AVAILABLE DATA below:

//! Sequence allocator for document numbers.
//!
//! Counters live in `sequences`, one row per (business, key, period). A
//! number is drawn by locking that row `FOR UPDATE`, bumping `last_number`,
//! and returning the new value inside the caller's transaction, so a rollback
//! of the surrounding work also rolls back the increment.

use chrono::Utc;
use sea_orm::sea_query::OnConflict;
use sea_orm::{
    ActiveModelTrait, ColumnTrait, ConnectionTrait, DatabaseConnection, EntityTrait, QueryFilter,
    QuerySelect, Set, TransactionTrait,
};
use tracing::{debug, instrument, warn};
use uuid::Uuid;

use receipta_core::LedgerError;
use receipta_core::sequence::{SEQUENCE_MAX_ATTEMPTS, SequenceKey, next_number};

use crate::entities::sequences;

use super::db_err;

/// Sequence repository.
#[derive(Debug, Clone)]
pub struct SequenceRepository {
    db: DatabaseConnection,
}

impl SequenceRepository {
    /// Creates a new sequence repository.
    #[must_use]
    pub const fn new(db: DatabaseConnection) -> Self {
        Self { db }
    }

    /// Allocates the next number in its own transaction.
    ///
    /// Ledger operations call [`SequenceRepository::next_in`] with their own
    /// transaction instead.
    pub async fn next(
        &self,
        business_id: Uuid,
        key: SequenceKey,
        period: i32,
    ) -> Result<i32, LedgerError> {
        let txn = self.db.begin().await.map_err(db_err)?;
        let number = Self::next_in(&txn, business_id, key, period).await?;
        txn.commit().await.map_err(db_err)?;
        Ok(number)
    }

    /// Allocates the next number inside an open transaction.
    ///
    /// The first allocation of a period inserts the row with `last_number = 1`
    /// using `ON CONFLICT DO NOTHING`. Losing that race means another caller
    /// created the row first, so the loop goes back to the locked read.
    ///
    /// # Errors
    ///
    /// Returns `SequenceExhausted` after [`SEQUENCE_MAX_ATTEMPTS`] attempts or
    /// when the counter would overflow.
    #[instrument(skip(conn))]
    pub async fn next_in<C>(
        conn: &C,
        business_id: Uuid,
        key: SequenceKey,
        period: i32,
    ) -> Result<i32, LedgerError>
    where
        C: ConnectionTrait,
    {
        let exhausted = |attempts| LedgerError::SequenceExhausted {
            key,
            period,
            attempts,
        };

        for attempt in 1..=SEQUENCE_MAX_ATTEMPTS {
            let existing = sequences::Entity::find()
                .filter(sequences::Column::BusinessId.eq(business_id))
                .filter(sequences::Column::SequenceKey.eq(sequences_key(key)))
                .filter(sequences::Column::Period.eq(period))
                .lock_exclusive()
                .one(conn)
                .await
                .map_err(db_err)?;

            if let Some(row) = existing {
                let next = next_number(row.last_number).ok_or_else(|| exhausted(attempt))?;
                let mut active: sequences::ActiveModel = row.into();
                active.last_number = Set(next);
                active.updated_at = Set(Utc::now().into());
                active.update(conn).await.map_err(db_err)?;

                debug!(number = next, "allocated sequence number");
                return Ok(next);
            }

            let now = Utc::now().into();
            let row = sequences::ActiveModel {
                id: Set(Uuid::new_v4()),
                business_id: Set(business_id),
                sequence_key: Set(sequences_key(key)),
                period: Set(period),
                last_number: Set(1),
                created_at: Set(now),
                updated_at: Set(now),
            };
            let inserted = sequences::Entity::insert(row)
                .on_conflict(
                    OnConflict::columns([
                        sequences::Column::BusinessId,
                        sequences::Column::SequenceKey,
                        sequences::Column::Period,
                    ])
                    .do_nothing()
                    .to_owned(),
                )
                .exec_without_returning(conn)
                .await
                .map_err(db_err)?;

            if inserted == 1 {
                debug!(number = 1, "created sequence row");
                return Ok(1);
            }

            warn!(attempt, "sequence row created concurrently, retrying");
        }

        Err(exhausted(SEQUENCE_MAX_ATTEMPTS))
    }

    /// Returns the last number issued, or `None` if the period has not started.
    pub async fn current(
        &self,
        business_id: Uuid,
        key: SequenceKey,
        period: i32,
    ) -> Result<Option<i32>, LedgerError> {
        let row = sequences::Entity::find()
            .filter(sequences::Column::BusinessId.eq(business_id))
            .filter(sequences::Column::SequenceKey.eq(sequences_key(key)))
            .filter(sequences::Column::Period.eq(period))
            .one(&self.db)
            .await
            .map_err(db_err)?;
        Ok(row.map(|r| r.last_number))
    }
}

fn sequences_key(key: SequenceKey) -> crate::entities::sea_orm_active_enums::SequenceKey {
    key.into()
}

End of AVAILABLE DATA.
AVAILABLE DATA below:

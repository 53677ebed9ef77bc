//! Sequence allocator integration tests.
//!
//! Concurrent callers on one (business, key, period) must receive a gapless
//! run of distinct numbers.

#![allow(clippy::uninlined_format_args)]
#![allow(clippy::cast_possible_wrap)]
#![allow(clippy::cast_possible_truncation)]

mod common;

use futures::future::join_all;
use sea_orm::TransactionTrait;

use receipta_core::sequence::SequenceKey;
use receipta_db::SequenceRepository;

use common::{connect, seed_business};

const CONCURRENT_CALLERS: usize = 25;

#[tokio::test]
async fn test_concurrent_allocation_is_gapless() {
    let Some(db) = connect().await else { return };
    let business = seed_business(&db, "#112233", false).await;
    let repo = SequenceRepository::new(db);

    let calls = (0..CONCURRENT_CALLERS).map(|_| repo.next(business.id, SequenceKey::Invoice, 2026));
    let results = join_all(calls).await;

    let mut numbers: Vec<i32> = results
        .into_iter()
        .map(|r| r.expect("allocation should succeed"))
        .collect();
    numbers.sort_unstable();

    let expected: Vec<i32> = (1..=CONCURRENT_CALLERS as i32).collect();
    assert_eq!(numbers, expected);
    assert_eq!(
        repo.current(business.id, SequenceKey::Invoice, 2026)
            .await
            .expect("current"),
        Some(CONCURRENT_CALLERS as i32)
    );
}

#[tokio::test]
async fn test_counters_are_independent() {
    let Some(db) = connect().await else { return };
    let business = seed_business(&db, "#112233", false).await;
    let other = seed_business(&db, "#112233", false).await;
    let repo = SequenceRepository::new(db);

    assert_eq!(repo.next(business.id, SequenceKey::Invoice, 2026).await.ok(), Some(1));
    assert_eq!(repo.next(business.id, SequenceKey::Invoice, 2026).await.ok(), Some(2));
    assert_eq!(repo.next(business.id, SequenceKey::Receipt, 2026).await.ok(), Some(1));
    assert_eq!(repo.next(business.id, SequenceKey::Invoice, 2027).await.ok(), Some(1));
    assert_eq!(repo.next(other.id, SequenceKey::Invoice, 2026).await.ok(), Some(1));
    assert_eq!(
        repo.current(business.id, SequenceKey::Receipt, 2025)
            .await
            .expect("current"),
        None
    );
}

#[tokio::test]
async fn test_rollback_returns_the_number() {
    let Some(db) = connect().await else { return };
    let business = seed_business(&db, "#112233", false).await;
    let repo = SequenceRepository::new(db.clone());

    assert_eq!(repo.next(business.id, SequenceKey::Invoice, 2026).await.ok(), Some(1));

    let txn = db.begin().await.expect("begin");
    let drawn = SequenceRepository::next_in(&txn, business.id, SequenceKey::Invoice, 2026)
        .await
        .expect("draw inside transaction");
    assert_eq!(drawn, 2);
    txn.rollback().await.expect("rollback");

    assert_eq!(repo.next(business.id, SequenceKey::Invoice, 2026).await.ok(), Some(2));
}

End of AVAILABLE DATA.

Identify the lines above that contain the word "allocator", then copy them.

▸ **PROBLEM SOLUTION**:
//! Sequence allocator for document numbers.
//! Sequence allocator integration tests.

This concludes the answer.